Tuesday, November 26, 2002

Western Culture - I love it

I'll preface what I'm about to write by telling you what got me thinking...

Voting is pretty important to me, and I feel very strongly about it...To me, not voting is like going to a car lot and telling the salesman to bring out whatever he thinks is right for me, then paying the sticker price. But I think that is only a symptom, and that it goes much deeper than that, and so after some thought, I wanted to write about an undercurrent that I've been feeling over the past 10 years or so.

I think that there is a great deal of anti-Western sentiment that many people feel, manifested in several different ways. Sometimes I'll hear something like 'Well..when things get bad, and I know they will, we'll all be meeting at midnight looking over our shoulders for the persecutors..." Almost as if they are sure the end times are drawing near, and they will be glad when they actually get here, so that all the 'real' Christians will be obvious. Other times I hear people wistfully talking about how things are in China, or in Moslem Countries, where people are shot for their beliefs, and sometimes its just in general statements about America, about how far its fallen, or how things used to be, or that taking out "God" from the pledge proves that America is a modern Sodom and Gomorra. Its similar to me to people who live in Florida, who complain about how hot it is, while people in New York complain about how long winter lasts.
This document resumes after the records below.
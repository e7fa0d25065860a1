//! Frame decoding.
//!
//! [`FrameDecoder`] is a byte driven state machine: every call to
//! [`decode`](FrameDecoder::decode) consumes exactly one byte and most calls produce nothing.
//!
//! ```text
//!            preamble                 header ok                 crc checked
//! Seeking ─────────────▶ Header ─────────────────▶ Body ─────────────────────┐
//!    ▲                      │ bad checksum / length                           │
//!    └──────────────────────┴─────────────────────────────────────────────────┘
//! ```
//!
//! Corrupted frames are dropped silently and the machine goes back to searching for the
//! preamble. Only frames with a matching header checksum and CRC are ever returned.

use crate::{
    crc::frame_checksum,
    frame::{ESCAPE, Frame, Header, LEN_CRC, LEN_HEADER, LEN_PREAMBLE, PREAMBLE, max_payload_len},
    logging::{debug, trace, warn},
    state::{Phase, ReadState},
};

#[cfg(any(feature = "log", feature = "defmt", feature = "tracing"))]
use crate::logging::{DECODE, Formatter};

/// Decodes frames from a byte stream into a caller provided scratch buffer.
///
/// The buffer length is the capacity of the decoder. Payloads of up to
/// [`max_payload_len(capacity)`](max_payload_len) bytes are accepted.
#[derive(Debug)]
#[cfg_attr(feature = "defmt", derive(defmt::Format))]
pub struct FrameDecoder<'buf> {
    state: ReadState<'buf>,
}

impl<'buf> FrameDecoder<'buf> {
    /// Creates a new [`FrameDecoder`] searching for a preamble.
    ///
    /// Buffers shorter than 10 bytes never yield a frame.
    #[inline]
    pub const fn new(buffer: &'buf mut [u8]) -> Self {
        Self {
            state: ReadState::new(buffer),
        }
    }

    /// Returns the length of the scratch buffer.
    #[inline]
    pub const fn capacity(&self) -> usize {
        self.state.capacity()
    }

    /// Returns the current phase.
    #[inline]
    pub const fn phase(&self) -> Phase {
        self.state.phase
    }

    /// Returns the number of bytes in the scratch buffer.
    #[inline]
    pub const fn buffered(&self) -> usize {
        self.state.index
    }

    /// Drops any partial frame and starts searching for the preamble again.
    #[inline]
    pub const fn reset(&mut self) {
        self.state.reset();
    }

    /// Consumes one `byte`.
    ///
    /// Returns a frame if `byte` completed a valid one. The frame's payload lives in the
    /// scratch buffer and is overwritten by the next call.
    pub fn decode(&mut self, byte: u8) -> Option<Frame<'_>> {
        let header = self.advance(byte)?;

        Some(self.frame(header))
    }

    /// Consumes bytes from `src` until a frame is complete or `src` is exhausted.
    ///
    /// Returns the number of consumed bytes together with the frame, if any. Bytes after
    /// the frame are not consumed.
    pub fn decode_slice(&mut self, src: &[u8]) -> (usize, Option<Frame<'_>>) {
        for (i, &byte) in src.iter().enumerate() {
            if let Some(header) = self.advance(byte) {
                return (i + 1, Some(self.frame(header)));
            }
        }

        (src.len(), None)
    }

    /// Advances the state machine by one byte.
    ///
    /// Returns the header of a completed, verified frame. Its payload stays in the buffer
    /// until the next call.
    pub(crate) fn advance(&mut self, byte: u8) -> Option<Header> {
        let state = &mut self.state;

        if state.phase != Phase::SeekingPreamble {
            if state.unescaping {
                // The byte after an escape replaces the stored marker.
                state.index -= 1;
                state.unescaping = false;
            } else if byte == ESCAPE {
                state.unescaping = true;
            }
        }

        if !state.push(byte) {
            warn!(
                target: DECODE,
                "Buffer overrun. phase: {:?}, capacity: {}",
                state.phase,
                state.capacity()
            );

            state.reset();

            return None;
        }

        if state.unescaping {
            return None;
        }

        let phase = state.phase;

        match phase {
            Phase::SeekingPreamble => {
                self.seek_preamble();

                None
            }
            Phase::ReadingHeader => {
                self.read_header();

                None
            }
            Phase::ReadingBody => self.read_body(),
        }
    }

    /// Returns the frame described by `header` from the scratch buffer.
    pub(crate) fn frame(&self, header: Header) -> Frame<'_> {
        let payload = self
            .state
            .buffer
            .get(LEN_HEADER..LEN_HEADER + usize::from(header.length()))
            .unwrap_or_default();

        Frame::new(header.flags(), payload)
    }

    fn seek_preamble(&mut self) {
        let state = &mut self.state;

        let Some(start) = state.index.checked_sub(LEN_PREAMBLE) else {
            return;
        };

        if le_u32(&state.buffer[start..state.index]) == Some(PREAMBLE) {
            trace!(target: DECODE, "Preamble found. skipped: {}", start);

            state.enter(Phase::ReadingHeader);
        } else if state.index == state.capacity() {
            // Keep the tail, the next byte may complete a preamble with it.
            state.buffer.copy_within(start..state.index, 0);
            state.index = LEN_PREAMBLE;

            trace!(
                target: DECODE,
                "Buffer full without preamble. kept: {:?}",
                Formatter(state.filled())
            );
        }
    }

    fn read_header(&mut self) {
        let state = &mut self.state;

        if state.index < LEN_HEADER {
            return;
        }

        let Some(header) = received_header(state.filled()) else {
            state.reset();

            return;
        };

        if !header.is_valid() {
            warn!(
                target: DECODE,
                "Header checksum mismatch. flags: {}, length: {}, checksum: {}",
                header.flags(),
                header.length(),
                header.checksum()
            );

            state.reset();

            return;
        }

        match max_payload_len(state.capacity()) {
            Some(max) if usize::from(header.length()) <= max => {
                trace!(
                    target: DECODE,
                    "Header accepted. flags: {}, length: {}",
                    header.flags(),
                    header.length()
                );

                state.phase = Phase::ReadingBody;
            }
            _ => {
                warn!(
                    target: DECODE,
                    "Payload length out of bounds. length: {}, capacity: {}",
                    header.length(),
                    state.capacity()
                );

                state.reset();
            }
        }
    }

    fn read_body(&mut self) -> Option<Header> {
        let state = &mut self.state;

        let Some(header) = received_header(state.filled()) else {
            state.reset();

            return None;
        };

        let length = usize::from(header.length());

        if state.index < LEN_HEADER + length + LEN_CRC {
            return None;
        }

        let received = le_u32(&state.buffer[LEN_HEADER + length..state.index]);
        let expected = frame_checksum(
            &header.to_bytes(),
            &state.buffer[LEN_HEADER..LEN_HEADER + length],
        );

        // The frame is consumed whether it is valid or not.
        state.reset();

        if received != Some(expected) {
            warn!(
                target: DECODE,
                "CRC mismatch. flags: {}, length: {}, expected: {}",
                header.flags(),
                length,
                expected
            );

            return None;
        }

        debug!(
            target: DECODE,
            "Frame decoded. flags: {}, payload: {:?}",
            header.flags(),
            Formatter(&state.buffer[LEN_HEADER..LEN_HEADER + length])
        );

        Some(header)
    }
}

/// Reads the header from the first bytes of `buffer`.
fn received_header(buffer: &[u8]) -> Option<Header> {
    buffer
        .get(..LEN_HEADER)?
        .try_into()
        .ok()
        .map(Header::from_bytes)
}

/// Reads a little-endian `u32` from a 4 byte slice.
fn le_u32(bytes: &[u8]) -> Option<u32> {
    bytes.try_into().ok().map(u32::from_le_bytes)
}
I think each culture, each climate, each country presents a unique set of circumstances and world-view ideals that can be contrary to the kingdom of God. It is important to rail against anything that presents itself as the truth that is contrary to the principles of the kingdom, and I support the identification of these kinds of wrong-thinking. I think Paul, more than anyone else in the Bible, had a great opportunity to see how each region presented different kinds of world-view thinking that he had to come against in his letters. The first part of Revelations seems to also address each regional church as having a peculiar set of circumstances. But nowhere in Paul's letters does he say something like "To the saints in Galatia, grace and peace be unto you...and oh how I wish you could be like the saints in Corinth!" I suppose what I mean to say is that I don't apologize for how easy Americans have it, and I gladly face the American world view that comes in contradiction to the kingdom principles in the Bible. Western culture is unique, and presents its own set of circumstance in which we live.

Someone once said that the only thing worse than the American form of democracy....is any other form of government.

I praise God for this time, and for this place in which I live, which is both incidental and immediately relative to the kingdom!